Mas, neste caso, a questão é outra. O texto de Barbara Gancia exala envolvimento pessoal no caso. Quando se trata de colunistas, isso não é, em princípio, errado. Conta a favor dela não ter procurado esconder esse envolvimento, pelo contrário.
O problema é que não foi comentário o artigo levado ao leitor. Apresentou-se como fato consumado o que, até o momento, é menos do que isso. É possível compreender a jornalista.
Uma tragédia como a agora enfrentada pelos familiares de Franco Giobbi traz à tona os sentimentos mais extremos. Nada parece capaz de conter a revolta. Mas não é possível aceitar que o jornal se antecipe à Justiça e alimente um sentimento de condenação prévia.
Foi precisamente o que aconteceu neste caso. No mesmo dia da publicação da coluna, recebi cópia de carta endereçada à Barbara Gancia por uma leitora que também manifestava envolvimento pessoal na história. Ela mora com os pais na mesma rua em que Crauzemberg vive com a mãe, na Freguesia do Ó.

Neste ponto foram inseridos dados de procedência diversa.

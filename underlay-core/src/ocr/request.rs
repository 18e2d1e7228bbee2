//! Builds the compacted single-page document submitted to the OCR provider.

use tracing::{debug, warn};

use crate::pdf::{Pdf, Result};

/// Hard request-size limit of the OCR provider.
pub const MAX_REQUEST_BYTES: usize = 10 * 1024 * 1024;
const MAX_DOWNSCALE_ATTEMPTS: usize = 10;

/// Extracts the page into its own compacted document. When the encoded size
/// exceeds the provider limit, every embedded image is halved in both
/// dimensions (re-encoded as JPEG) and the size re-checked, up to a bounded
/// number of rounds. Returns `None` when the page cannot be brought under
/// the budget; the caller skips OCR for it.
pub fn build_request_document(pdf: &Pdf, index: usize) -> Result<Option<Pdf>> {
    let mut single = pdf.single_page_document(index)?;
    let mut size = single.save_to_bytes()?.len();

    for _ in 0..MAX_DOWNSCALE_ATTEMPTS {
        if size < MAX_REQUEST_BYTES {
            return Ok(Some(single));
        }
        debug!("request document is {size} bytes, downscaling images");
        downscale_images_x2(&mut single, 0)?;
        let new_size = single.save_to_bytes()?.len();
        if new_size >= size {
            warn!("downscaling made no progress ({size} -> {new_size} bytes), skipping page");
            return Ok(None);
        }
        size = new_size;
    }

    if size < MAX_REQUEST_BYTES {
        Ok(Some(single))
    } else {
        warn!("request document still {size} bytes after downscaling, skipping page");
        Ok(None)
    }
}

/// Halves width and height of every decodable image on the page.
fn downscale_images_x2(pdf: &mut Pdf, index: usize) -> Result<()> {
    for info in pdf.image_infos(index)? {
        let img = match pdf.decode_image(info.xref) {
            Ok(img) => img,
            Err(err) => {
                warn!("skipping downscale of image {:?}: {err}", info.name);
                continue;
            }
        };
        debug!(
            "downscaling image (width {}, height {}, bbox {:?})",
            info.width, info.height, info.bbox
        );
        let halved = img.resize_exact(
            (img.width() / 2).max(1),
            (img.height() / 2).max(1),
            image::imageops::FilterType::Triangle,
        );
        pdf.replace_image(info.xref, &halved)?;
    }
    Ok(())
}

#[cfg(test)]
mod tests {
    use super::*;
    use crate::pdf::testutil::{add_jpeg_xobject, document_with_pages, tiny_jpeg};

    #[test]
    fn test_small_page_passes_through() {
        let pdf = document_with_pages(
            &["BT /F1 10 Tf (hi) Tj ET".to_string(), String::new()],
            600.0,
            800.0,
        );
        let single = build_request_document(&pdf, 0).unwrap();
        let single = single.expect("small page fits the budget");
        assert_eq!(single.page_count(), 1);
    }

    #[test]
    fn test_downscale_halves_image_dimensions() {
        let mut pdf = document_with_pages(&[String::new()], 600.0, 800.0);
        let jpeg = tiny_jpeg(64, 32);
        let name = add_jpeg_xobject(&mut pdf, 0, jpeg, 64, 32);
        pdf.set_page_content(0, format!("q 600 0 0 800 0 0 cm /{name} Do Q").into_bytes())
            .unwrap();
        downscale_images_x2(&mut pdf, 0).unwrap();
        let info = &pdf.image_infos(0).unwrap()[0];
        assert_eq!((info.width, info.height), (32, 16));
    }
}
impl FromStr for Config {
    type Err = AppError;

    fn from_str(toml_str: &str) -> Result<Self, Self::Err> {
        let config: Config =
            toml::from_str(toml_str).map_err(|source| AppError::ConfigParseFailed {
                path: "<string>".to_string(),
                source,
            })?;

        config.validate()?;
        Ok(config)
    }
}
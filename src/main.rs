//! zrelay HTTP server
//!
//! Starts an Axum web server exposing an OpenAI-compatible API in front of
//! the Z.AI chat upstream.

use clap::Parser;
use std::net::SocketAddr;
use zrelay::cli::{Cli, Command, generate_config_template};
use zrelay::{config::Config, handlers, telemetry};

#[tokio::main]
async fn main() -> Result<(), Box<dyn std::error::Error>> {
    let cli = Cli::parse();

    match cli.command {
        Some(Command::Config { output }) => write_template(output.as_deref()),
        Some(Command::Check) => check(&cli.config),
        Some(Command::Serve) | None => serve(&cli.config).await,
    }
}

fn write_template(output: Option<&str>) -> Result<(), Box<dyn std::error::Error>> {
    let template = generate_config_template();
    match output {
        Some(path) => {
            std::fs::write(path, template)?;
            eprintln!("Wrote configuration template to {}", path);
        }
        None => print!("{}", template),
    }
    Ok(())
}

fn check(path: &str) -> Result<(), Box<dyn std::error::Error>> {
    let config = Config::from_file(path)?;
    println!(
        "{} is valid: {} model(s), {} credential(s), upstream {}",
        path,
        config.models.len(),
        config.pool.credentials.len(),
        config.upstream.base_url()
    );
    Ok(())
}

async fn serve(path: &str) -> Result<(), Box<dyn std::error::Error>> {
    let config = Config::from_file(path)?;

    telemetry::init(&config.observability.log_level);

    tracing::info!(
        "Starting zrelay on {}:{} (upstream {})",
        config.server.host,
        config.server.port,
        config.upstream.base_url()
    );

    let addr = SocketAddr::from((
        config
            .server
            .host
            .parse::<std::net::IpAddr>()
            .unwrap_or_else(|_| std::net::IpAddr::from([0, 0, 0, 0])),
        config.server.port,
    ));

    let state = handlers::AppState::new(config)?.with_config_path(path);
    let app = handlers::router(state);

    tracing::info!("Listening on {}", addr);
    tracing::info!("Health check available at http://{}/health", addr);

    let listener = tokio::net::TcpListener::bind(addr).await?;
    axum::serve(listener, app)
        .with_graceful_shutdown(shutdown_signal())
        .await?;

    tracing::info!("Server stopped");
    Ok(())
}

async fn shutdown_signal() {
    if let Err(e) = tokio::signal::ctrl_c().await {
        tracing::error!(error = %e, "Failed to listen for shutdown signal");
        std::future::pending::<()>().await;
    }
    tracing::info!("Shutdown signal received, draining connections");
}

As duas famílias se conhecem há muitos anos. A leitora disse acompanhar e admirar trabalho de Barbara Gancia. Não procurou afirmar a inocência de Campos, mas protestou contra sua "execração pública''.
''Uma mesma história, dependendo de quem a conta, pode ter mais de uma versão. Antes de aceitarmos uma delas como definitiva, faz-se necessária a apuração de todas as circunstâncias que a envolveram'', escreveu.
A ombudsman tentou ouvir Barbara Gancia, mas a colunista está nos Estados Unidos e não pôde ser localizada. Foi procurado também o advogado de Campos.
Em conversa telefônica, ele pediu para não ser identificado. Disse que não sabe se permanecerá no caso. Diante do que já foi feito, a Folha deveria redobrar seus cuidados ao tratar do assunto.
O "Jornal da Tarde", por exemplo, sentenciou em título na quinta-feira que a noiva ''incriminara'' Campos ao depor. A leitura do texto desautorizava o enunciado.
É imprescindível garantir a publicação dos argumentos de ambos os lados e evitar novos pré-julgamentos. É o que determinam a lei, o ''Manual da Redação'' e as noções mais básicas de isenção. Se não for assim, viramos todos justiceiros do papel.
Há uma semana, a editora do Folhainvest procurou mostrar que seriam infundadas as preocupações da ombudsman com o tipo de jornalismo praticado naquele caderno.
O noticiário dos últimos dias demonstra de maneira cristalina que não pode haver espaço, em uma publicação séria, para o tratamento deslumbrado das aplicações em Bolsas de Valores.
Assim, é desnecessário tomar tempo do leitor passando meus argumentos em revista. Em confronto com o didatismo que a Folha prega e busca aperfeiçoar, a editora não viu problema no destaque incipiente que vinha sendo dado aos riscos embutidos nos investimentos recomendados, porque ''não podemos subestimar a capacidade de discernimento do leitor''.
Diante de tal filosofia, é curioso notar que, na última segunda-feira, o Folhainvest surgiu carregado de expressões como ''cuidado'' e ''cautela'' em seus títulos, até mesmo com alguma redundância, em flagrante contraste com o tom festivo das primeiras edições.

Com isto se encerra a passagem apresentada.